JOURNAL ARTICLE

Reconstruction of severe contracture of the first web space using the reverse posterior interosseous artery flap

Xu Gong, Lai-Jin Lu
Journal of Trauma 2011, 71 (6): 1745-9
22182883

BACKGROUND: To evaluate the outcome and highlight the operative tips of using the reverse posterior interosseous artery (PIA) flap in the treatment of severe contractures of the first web space.

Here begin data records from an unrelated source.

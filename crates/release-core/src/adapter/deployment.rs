//! Deployment binding: creation and tracking.

use release_store::{ListParams, NamespacedName, Resource, TypedStore};
use tracing::debug;

use super::ReleaseAdapter;
use crate::binding_builder::new_snapshot_environment_binding;
use crate::domain::{
    Application, Component, Environment, ReleaseError, ReleasePlanAdmission, Result,
    SnapshotEnvironmentBinding, ENVIRONMENT_FIELD,
};
use crate::metrics::METRICS;
use crate::obs;
use crate::operation::OperationResult;
use crate::ownership::{set_controller_reference, set_owner_annotations};

/// Indexed field holding a component's application name.
const APPLICATION_FIELD: &str = "spec.application";

impl ReleaseAdapter {
    /// Create the deployment binding for a succeeded Release whose admission
    /// names an environment, and record its reference in status.
    ///
    /// A binding is shared by every Release of the application deploying into
    /// the environment. Its owner annotations name only the Release that
    /// created it, so binding changes wake that Release directly while the
    /// others see deployment progress on their next resync pass.
    pub async fn ensure_binding_exists(&mut self) -> OperationResult {
        if !self.release.has_succeeded() || self.release.has_been_deployed() {
            return OperationResult::continue_processing();
        }

        let admission = match self.get_active_admission().await {
            Ok(admission) => admission,
            Err(err) => return OperationResult::requeue_on_error(err),
        };

        let environment_name = match admission.spec.environment.as_deref() {
            Some(name) if !name.is_empty() => name.to_string(),
            _ => {
                debug!(release = %self.key(), "admission declares no environment, skipping deployment");
                return OperationResult::continue_processing();
            }
        };

        let environment_key = NamespacedName::new(&admission.metadata.namespace, environment_name);
        let environment: Environment = match self.store.get(&environment_key).await {
            Ok(environment) => environment,
            Err(err) => return OperationResult::requeue_on_error(err),
        };

        let existing = match self
            .get_snapshot_environment_binding(&environment, &admission)
            .await
        {
            Ok(existing) => existing,
            Err(err) => return OperationResult::requeue_on_error(err),
        };

        let binding = match existing {
            Some(binding) => binding,
            None => {
                if let Err(err) = self.sync_resources(&admission).await {
                    return OperationResult::requeue_on_error(err);
                }
                match self
                    .create_snapshot_environment_binding(&environment, &admission)
                    .await
                {
                    Ok(binding) => binding,
                    Err(err) => return OperationResult::requeue_on_error(err),
                }
            }
        };

        let reference = binding.metadata.key().to_string();
        if self.release.status.snapshot_environment_binding.as_deref() == Some(reference.as_str()) {
            return OperationResult::continue_processing();
        }
        OperationResult::requeue_on_error_or_continue(
            self.patch_release_status(move |release| {
                release.status.snapshot_environment_binding = Some(reference);
            })
            .await,
        )
    }

    /// Project the binding's deployment condition onto the Release.
    pub async fn ensure_binding_tracked(&mut self) -> OperationResult {
        if !self.release.has_succeeded() || self.release.has_been_deployed() {
            return OperationResult::continue_processing();
        }
        let reference = match self.release.status.snapshot_environment_binding.as_deref() {
            Some(reference) if !reference.is_empty() => reference.to_string(),
            _ => return OperationResult::continue_processing(),
        };

        let key = match NamespacedName::parse(&reference) {
            Ok(key) => key,
            Err(source) => {
                return OperationResult::requeue_on_error(ReleaseError::InvalidReference {
                    kind: SnapshotEnvironmentBinding::KIND,
                    source,
                })
            }
        };

        match self.store.get::<SnapshotEnvironmentBinding>(&key).await {
            Ok(binding) => OperationResult::requeue_on_error_or_continue(
                self.register_deployment_status(&binding).await,
            ),
            Err(err) => OperationResult::requeue_on_error(err),
        }
    }

    /// Binding in the environment's namespace for the admission's application.
    async fn get_snapshot_environment_binding(
        &self,
        environment: &Environment,
        admission: &ReleasePlanAdmission,
    ) -> Result<Option<SnapshotEnvironmentBinding>> {
        let params = ListParams::default()
            .in_namespace(environment.metadata.namespace.as_str())
            .matching_field(ENVIRONMENT_FIELD, environment.metadata.name.as_str());
        let bindings: Vec<SnapshotEnvironmentBinding> = self.store.list(&params).await?;
        Ok(bindings
            .into_iter()
            .find(|binding| binding.spec.application == admission.spec.application))
    }

    /// Mirror the Release's snapshot into the admission's namespace.
    async fn sync_resources(&self, admission: &ReleasePlanAdmission) -> Result<()> {
        let snapshot = self.get_snapshot().await?;
        self.syncer
            .sync_snapshot(&snapshot, &admission.metadata.namespace)
            .await
    }

    async fn create_snapshot_environment_binding(
        &self,
        environment: &Environment,
        admission: &ReleasePlanAdmission,
    ) -> Result<SnapshotEnvironmentBinding> {
        let application_key =
            NamespacedName::new(&admission.metadata.namespace, &admission.spec.application);
        let application: Application = self.store.get(&application_key).await?;

        let params = ListParams::default()
            .in_namespace(application.metadata.namespace.as_str())
            .matching_field(APPLICATION_FIELD, application.metadata.name.as_str());
        let components: Vec<Component> = self.store.list(&params).await?;

        let snapshot = self.get_snapshot().await?;

        let mut binding = new_snapshot_environment_binding(&components, &snapshot, environment);
        set_controller_reference(&application, &mut binding)?;
        set_owner_annotations(&self.release, &mut binding);

        self.store.create(&mut binding).await?;

        METRICS.inc_bindings_created();
        obs::emit_binding_created(&self.key(), &binding.metadata.key());
        Ok(binding)
    }

    async fn register_deployment_status(&mut self, binding: &SnapshotEnvironmentBinding) -> Result<()> {
        let condition = match binding.deployment_condition() {
            Some(condition) => condition.clone(),
            None => return Ok(()),
        };
        let status = format!("{:?}", condition.status);
        let reason = condition.reason.clone();

        self.patch_release_status(move |release| {
            if condition.is_unknown() {
                release.mark_deploying(condition.reason, condition.message);
            } else {
                release.mark_deployed(condition.status, condition.reason, condition.message);
            }
        })
        .await?;

        obs::emit_deployment_status_changed(&self.key(), &status, &reason);
        Ok(())
    }
}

METHODS: From 1985 to 2008, the reverse PIA flaps, which included fasciocutaneous flaps in 25 patients and composite flaps in 2 patients were used to cover skin defects over the first web space after release of severe contractures of the first web space. The severe contracture of the first web space was defined as the distance of less than 2 cm between the interphalangeal joint of the thumb and the metacarpophalangeal joint of the index. The flap dimensions varied between 6 cm and 22 cm (average, 13 cm) in length and 3 cm to 9 cm (average, 6 cm) in width. The largest flap was 22 cm × 6 cm and the smallest 6 cm × 3 cm. The length of the pedicle ranged from 2 cm to 10 cm (average, 8 cm). Skin defects of the donor site were covered by split-thickness skin grafts in 26 patients and direct closure in 1 patient.

RESULTS: Twenty-six of 27 PIA flaps survived completely except venous congestion occurred in 1 patient, which led to necrosis of the distal 1/4 flap. Skin grafts over the donor sites survived completely without complications. The follow-up period ranged from 1 month to 2 years. Lipectomy or revision was performed in two patients because of scar contractures or bulkiness. The postoperative distance of the reconstructed web space was 6 cm on average.

CONCLUSION: The reverse PIA flap is suited for defect cover in the treatment of severe contractures of the first web space. A usual pitfall using the reverse PIA flap is that the skin paddle is inadvertently outlined over the proximal 1 of 3 forearm to increase its distal reach, which usually leads to postoperative venous congestion. However, if the distal flap pole is placed at or distal to the midpoint from the lateral epicondyle to the radial side of the ulnar head, choosing the proximal 1 of 2 forearm as the donor site of the skin paddle to increase its distal reach is reliable.